Epilepsy & Preventing Seizures

Epilepsy is a neurological disorder that is caused by nerve cell activity being disrupted inside the brain, which often leads to seizures. Seizures can manifest in very different ways, ranging from simply staring blankly for a few seconds to repeatedly twitching your arms and legs. However, no matter how mild, seizures can be very dangerous since they begin happening without warning and could occur during dangerous situations, such as while driving or swimming. While it can be difficult to stop seizures entirely, here are some tips for preventing their occurrence. 

Identify Triggers

Most epileptic seizures are associated with particular triggers or changes in your daily habits or routines. If you can learn to identify what triggers your seizures to occur, you can avoid these behaviors and hopefully prevent future seizures from happening as often. Some common behaviors and factors that often trigger epileptic seizures include:

  • Alcohol or drug abuse
  • Going through the process of quitting alcohol or drugs
  • Hormonal changes in women, often caused by pregnancy or menstruation
  • Stress, anxiety, or other emotional issues
  • Mental strain, such as solving a very complex problem
  • Change in medications, or skipping a dose of anti-seizure medication
  • An overstimulation of the senses, such as flashing light, watching television, playing video games, or working on a computer.
  • A change in your sleep schedule or significant sleep deprivation

Take Medications

Most people with epilepsy can become seizure-free, or at least decrease the frequency and intensity of their seizures by taking anti-epileptic medications. However, finding the right medication and dosage can be a very time consuming process. Things your doctor will consider include your condition, the frequency of your seizures, any other medications you may be taking, and your age.

Consider Surgery

If tests have been done that indicate your seizures are originating in a small, well-defined area of your brain that doesn’t interfere with any vital functions, then corrective surgery might be an option. During this procedure, your doctor would remove the area of your brain that is causing the seizures.

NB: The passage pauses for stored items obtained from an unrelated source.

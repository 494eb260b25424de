//! User entity for database

use sea_orm::entity::prelude::*;
use serde::{Deserialize, Serialize};

/// User role
#[derive(Debug, Clone, PartialEq, Eq, EnumIter, DeriveActiveEnum, Serialize, Deserialize)]
#[sea_orm(rs_type = "String", db_type = "String(StringLen::N(10))")]
pub enum UserRole {
    #[sea_orm(string_value = "admin")]
    Admin,
    #[sea_orm(string_value = "user")]
    User,
}

impl Default for UserRole {
    fn default() -> Self {
        Self::User
    }
}

/// User model
#[derive(Clone, Debug, PartialEq, Eq, DeriveEntityModel, Serialize, Deserialize)]
#[sea_orm(table_name = "users")]
pub struct Model {
    #[sea_orm(primary_key, auto_increment = false)]
    pub id: String,
    #[sea_orm(unique)]
    pub username: String,
    #[sea_orm(unique)]
    pub email: String,
    pub password_hash: String,
    pub role: UserRole,
    pub banned: bool,
    #[sea_orm(nullable)]
    pub address: Option<String>,
    #[sea_orm(nullable)]
    pub pin_code: Option<String>,
    pub created_at: DateTimeUtc,
}

#[derive(Copy, Clone, Debug, EnumIter, DeriveRelation)]
pub enum Relation {
    #[sea_orm(has_many = "super::reservation::Entity")]
    Reservations,
}

impl Related<super::reservation::Entity> for Entity {
    fn to() -> RelationDef {
        Relation::Reservations.def()
    }
}

impl ActiveModelBehavior for ActiveModel {}
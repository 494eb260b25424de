//! Usage log entity
//!
//! Append-only; rows are never updated or deleted and carry no foreign
//! keys so they survive deletion of the spot or lot they reference.

use sea_orm::entity::prelude::*;
use serde::{Deserialize, Serialize};

#[derive(Clone, Debug, PartialEq, DeriveEntityModel, Serialize, Deserialize)]
#[sea_orm(table_name = "usage_logs")]
pub struct Model {
    #[sea_orm(primary_key)]
    pub id: i64,

    pub user_id: String,
    pub spot_id: i64,
    pub lot_id: i64,
    pub vehicle_id: String,

    pub entered_at: DateTimeUtc,
    pub exited_at: DateTimeUtc,

    /// Billable hours, floored at 1.0
    #[sea_orm(column_type = "Double")]
    pub duration_hours: f64,

    #[sea_orm(column_type = "Double")]
    pub cost: f64,

    pub remarks: String,
}

#[derive(Copy, Clone, Debug, EnumIter, DeriveRelation)]
pub enum Relation {}

impl ActiveModelBehavior for ActiveModel {}
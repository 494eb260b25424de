//! Create parking_spots table
//!
//! Slot numbers are kept contiguous (1..N per lot) by the capacity
//! reconciler; the unique index on (lot_id, number) backs that invariant.

use sea_orm_migration::prelude::*;

use super::m20240601_000002_create_parking_lots::ParkingLots;

#[derive(DeriveMigrationName)]
pub struct Migration;

#[async_trait::async_trait]
impl MigrationTrait for Migration {
    async fn up(&self, manager: &SchemaManager) -> Result<(), DbErr> {
        manager
            .create_table(
                Table::create()
                    .table(ParkingSpots::Table)
                    .if_not_exists()
                    .col(
                        ColumnDef::new(ParkingSpots::Id)
                            .big_integer()
                            .not_null()
                            .auto_increment()
                            .primary_key(),
                    )
                    .col(
                        ColumnDef::new(ParkingSpots::LotId)
                            .big_integer()
                            .not_null(),
                    )
                    .col(ColumnDef::new(ParkingSpots::Number).integer().not_null())
                    .col(
                        ColumnDef::new(ParkingSpots::Status)
                            .string()
                            .not_null()
                            .default("A"),
                    )
                    .col(ColumnDef::new(ParkingSpots::VehicleId).string())
                    .col(ColumnDef::new(ParkingSpots::OccupantId).string())
                    .col(ColumnDef::new(ParkingSpots::OccupantName).string())
                    .col(
                        ColumnDef::new(ParkingSpots::OccupiedSince)
                            .timestamp_with_time_zone(),
                    )
                    .foreign_key(
                        ForeignKey::create()
                            .name("fk_parking_spots_lot")
                            .from(ParkingSpots::Table, ParkingSpots::LotId)
                            .to(ParkingLots::Table, ParkingLots::Id)
                            .on_delete(ForeignKeyAction::Cascade),
                    )
                    .to_owned(),
            )
            .await?;

        manager
            .create_index(
                Index::create()
                    .name("idx_parking_spots_lot_number")
                    .table(ParkingSpots::Table)
                    .col(ParkingSpots::LotId)
                    .col(ParkingSpots::Number)
                    .unique()
                    .to_owned(),
            )
            .await?;

        manager
            .create_index(
                Index::create()
                    .name("idx_parking_spots_status")
                    .table(ParkingSpots::Table)
                    .col(ParkingSpots::Status)
                    .to_owned(),
            )
            .await
    }

    async fn down(&self, manager: &SchemaManager) -> Result<(), DbErr> {
        manager
            .drop_table(Table::drop().table(ParkingSpots::Table).to_owned())
            .await
    }
}

#[derive(Iden)]
pub enum ParkingSpots {
    Table,
    Id,
    LotId,
    Number,
    Status,
    VehicleId,
    OccupantId,
    OccupantName,
    OccupiedSince,
}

If the seizures are originating in a part of your brain that cannot be removed, then your doctor might recommend a type of surgery that involves making several cuts to prevent the seizures from spreading to other parts of your brain.

Other Therapies

There are other types of therapies that can help to prevent seizures as well. These include:

  • Vagus nerve stimulation: This involves implanting a small device under the skin in your chest that is attached to the vagus nerve in your neck. The device sends bursts of electrical energy through the vagus nerve to your brain to prevent seizures from occurring. This device is usually successful at reducing seizures by 20% to 40%.
  • Ketogenic diet: This is an option that is popular among children with epilepsy. It involves following a strict diet that is high in fats and low in carbohydrates to reduce the risk of seizures.